Il y a tout d’abord les enregistrements révélés par Mediapart(abonnés) il y a une semaine et qui ont déclenché une tempête juridico-politique. Le quotidien en ligne a publié des bandes sonores sur lesquelles sont formellement identifiés Alexandre Benalla et Vincent Crase. La rencontre aurait lieu le 26 juillet alors qu'ils sont sous contrôle judiciaire pour l’affaire de la Contrescarpe et ne sont pas censés se voir. La veille Alexandre Benalla s’est exprimé pour la première fois dans les colonnes du Monde.
Les propos tenus sont également alarmant puisqu’il est question de détruire des preuves et d’aller par exemple "faire le ménage" au siège de La République en marche.Au cours de leurs échanges, l’ex-chargé de mission de l’Elysée et son comparse évoquent aussi Mars, une société liée par contrat à un oligarque russe et dont l’existence ne sera révélée dans la presse que bien plus tard…

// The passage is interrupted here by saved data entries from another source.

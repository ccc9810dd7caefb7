pub mod conversation;
pub mod rtp;

use std::borrow::Cow;

pub use conversation::{parse_conversation_report, ConversationRow};
pub use rtp::{parse_rtp_report, RtpStreamRow};

/// Decoration a tshark report layout wraps around its data rows.
///
/// A line containing `=` or any noise marker is header/footer text. Strip
/// tokens are unit and arrow literals that sit between data fields; a byte
/// unit among them also rescales the number before it to kilobytes.
#[derive(Debug, Clone, PartialEq, Eq)]
pub struct ReportFormat {
    pub noise_markers: Vec<String>,
    pub strip_tokens: Vec<String>,
}

/// Header and footer words of `tshark -z conv,<proto>` output.
pub const CONVERSATION_NOISE_MARKERS: &[&str] = &["Filter", "Conversations", "Bytes", "Total"];
/// Unit and separator literals interleaved with conversation fields.
pub const CONVERSATION_STRIP_TOKENS: &[&str] = &["kB", "<->"];
/// The `tshark -z rtp,streams` column header is the only line naming `time`.
pub const RTP_NOISE_MARKERS: &[&str] = &["time"];

impl ReportFormat {
    pub fn new(noise_markers: &[&str], strip_tokens: &[&str]) -> Self {
        Self {
            noise_markers: noise_markers.iter().map(|s| s.to_string()).collect(),
            strip_tokens: strip_tokens.iter().map(|s| s.to_string()).collect(),
        }
    }

    pub fn conversation() -> Self {
        Self::new(CONVERSATION_NOISE_MARKERS, CONVERSATION_STRIP_TOKENS)
    }

    pub fn rtp() -> Self {
        Self::new(RTP_NOISE_MARKERS, &[])
    }

    /// Trim a raw line and return it if it can carry data.
    pub fn data_line<'a>(&self, line: &'a str) -> Option<&'a str> {
        let line = line.trim();
        if line.is_empty() || line.contains('=') {
            return None;
        }
        if self.noise_markers.iter().any(|m| line.contains(m.as_str())) {
            return None;
        }
        Some(line)
    }

    /// Split a data line on whitespace runs, dropping strip tokens.
    ///
    /// When a dropped token is a byte unit other than `kB`, the token before
    /// it is rewritten in kilobytes so byte columns share one unit.
    pub fn tokens<'a>(&self, line: &'a str) -> Vec<Cow<'a, str>> {
        let mut out: Vec<Cow<'a, str>> = Vec::new();
        for token in line.split_whitespace() {
            if !self.strip_tokens.iter().any(|s| s == token) {
                out.push(Cow::Borrowed(token));
                continue;
            }
            let Some(last) = out.last_mut() else {
                continue;
            };
            if let Some(kb) = last.parse().ok().and_then(|v| to_kilobytes(v, token)) {
                *last = Cow::Owned(kb.to_string());
            }
        }
        out
    }
}

/// `value` in `unit`, converted to kB. `None` for `kB` itself and non-units.
fn to_kilobytes(value: f64, unit: &str) -> Option<f64> {
    match unit {
        "bytes" | "B" => Some(value / 1000.0),
        "MB" => Some(value * 1000.0),
        "GB" => Some(value * 1_000_000.0),
        _ => None,
    }
}

/// Rows extracted from one report, plus the data lines that were rejected.
#[derive(Debug, Clone, PartialEq)]
pub struct ParsedReport<R> {
    pub rows: Vec<R>,
    pub skipped: Vec<ParseError>,
}

impl<R> Default for ParsedReport<R> {
    fn default() -> Self {
        Self {
            rows: Vec::new(),
            skipped: Vec::new(),
        }
    }
}

/// Parse every data line with `parse_line`, skipping and logging the ones it rejects.
pub(crate) fn collect_rows<'a, R, I, F>(
    lines: I,
    format: &ReportFormat,
    report: &'static str,
    mut parse_line: F,
) -> ParsedReport<R>
where
    I: IntoIterator<Item = &'a str>,
    F: FnMut(usize, Vec<Cow<'a, str>>) -> Result<R, ParseError>,
{
    let mut parsed = ParsedReport::default();
    for (index, raw) in lines.into_iter().enumerate() {
        let Some(line) = format.data_line(raw) else {
            continue;
        };
        match parse_line(index + 1, format.tokens(line)) {
            Ok(row) => parsed.rows.push(row),
            Err(e) => {
                tracing::warn!(report, error = %e, "skipping malformed row");
                parsed.skipped.push(e);
            }
        }
    }
    parsed
}

/// Parse one token into its column type.
pub(crate) fn field<T: std::str::FromStr>(
    line: usize,
    column: &'static str,
    token: &str,
) -> Result<T, ParseError> {
    token.parse().map_err(|_| ParseError::InvalidField {
        line,
        column,
        value: token.to_string(),
    })
}

#[derive(Debug, Clone, PartialEq, Eq)]
pub enum ParseError {
    /// A data line whose token count does not fit the row layout.
    MalformedRow {
        line: usize,
        expected: usize,
        found: usize,
    },
    /// A token that does not parse as its column's type.
    InvalidField {
        line: usize,
        column: &'static str,
        value: String,
    },
    /// No data line survived filtering.
    NoDataExtracted { skipped: usize },
}

impl std::fmt::Display for ParseError {
    fn fmt(&self, f: &mut std::fmt::Formatter<'_>) -> std::fmt::Result {
        match self {
            ParseError::MalformedRow {
                line,
                expected,
                found,
            } => write!(
                f,
                "line {line}: expected {expected} fields, found {found}"
            ),
            ParseError::InvalidField {
                line,
                column,
                value,
            } => write!(f, "line {line}: invalid {column} value \"{value}\""),
            ParseError::NoDataExtracted { skipped: 0 } => {
                write!(f, "no data rows extracted")
            }
            ParseError::NoDataExtracted { skipped } => {
                write!(f, "no data rows extracted ({skipped} malformed rows skipped)")
            }
        }
    }
}

impl std::error::Error for ParseError {}

#[cfg(test)]
mod tests {
    use super::*;

    #[test]
    fn test_data_line_drops_separators_and_blank_lines() {
        let format = ReportFormat::conversation();
        assert_eq!(format.data_line("   "), None);
        assert_eq!(format.data_line("================"), None);
        assert_eq!(format.data_line("a = b"), None);
        assert_eq!(format.data_line("  1.2.3.4 x  "), Some("1.2.3.4 x"));
    }

    #[test]
    fn test_data_line_drops_every_noise_marker() {
        let format = ReportFormat::conversation();
        for line in [
            "Filter:<No Filter>",
            "UDP Conversations",
            "| Frames  Bytes |",
            "| Total |",
        ] {
            assert_eq!(format.data_line(line), None, "{line}");
        }
        let rtp = ReportFormat::rtp();
        assert_eq!(rtp.data_line("Start time End time Src IP addr"), None);
        assert!(rtp.data_line("Total 1 2").is_some());
    }

    #[test]
    fn test_tokens_drop_strip_literals_only() {
        let format = ReportFormat::conversation();
        assert_eq!(
            format.tokens("a  <->\tb 5 kB 7 kBps"),
            vec!["a", "b", "5", "7", "kBps"]
        );
        assert_eq!(ReportFormat::rtp().tokens("a <-> kB"), vec!["a", "<->", "kB"]);
    }

    #[test]
    fn test_custom_markers_extend_filtering() {
        let format = ReportFormat::new(&["Relative"], &["|"]);
        assert_eq!(format.data_line("Relative Start"), None);
        assert_eq!(format.tokens("1 | 2"), vec!["1", "2"]);
    }

    #[test]
    fn test_byte_units_rescale_to_kilobytes() {
        let format = ReportFormat::new(&[], &["bytes", "kB", "MB", "<->"]);
        assert_eq!(
            format.tokens("a <-> b 1 60 bytes 2 5 kB 3 2 MB 1.5 MB x MB"),
            vec!["a", "b", "1", "0.06", "2", "5", "3", "2000", "1500", "x"]
        );
        // not a strip token, so left alone
        assert_eq!(
            ReportFormat::conversation().tokens("1 60 bytes"),
            vec!["1", "60", "bytes"]
        );
    }

    #[test]
    fn test_parse_error_messages() {
        let e = ParseError::MalformedRow {
            line: 4,
            expected: 10,
            found: 9,
        };
        assert_eq!(e.to_string(), "line 4: expected 10 fields, found 9");
        assert_eq!(
            ParseError::NoDataExtracted { skipped: 2 }.to_string(),
            "no data rows extracted (2 malformed rows skipped)"
        );
    }
}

Affaire Alexandre Benalla : l’affaire du contrat russe
En 2017, l’oligarque russe Iskander Makhmudov - proche de Vladimir Poutine - signe un contrat pour sa protection et de sa famille à Monaco avec la société Mars, dont le gestionnaire n’est autre que Vincent Crase. Lequel est alors en poste à LREM, et Alexandre Benalla à l'Elysée.
Le contrat approche les 300 000 euros mais la banque se montre tatillonne, demande des explications, et finalement exige de voir le contrat, révèle Mediapart. La société Velours, sous-traitante de Mars, décide de se retirer par crainte du scandale.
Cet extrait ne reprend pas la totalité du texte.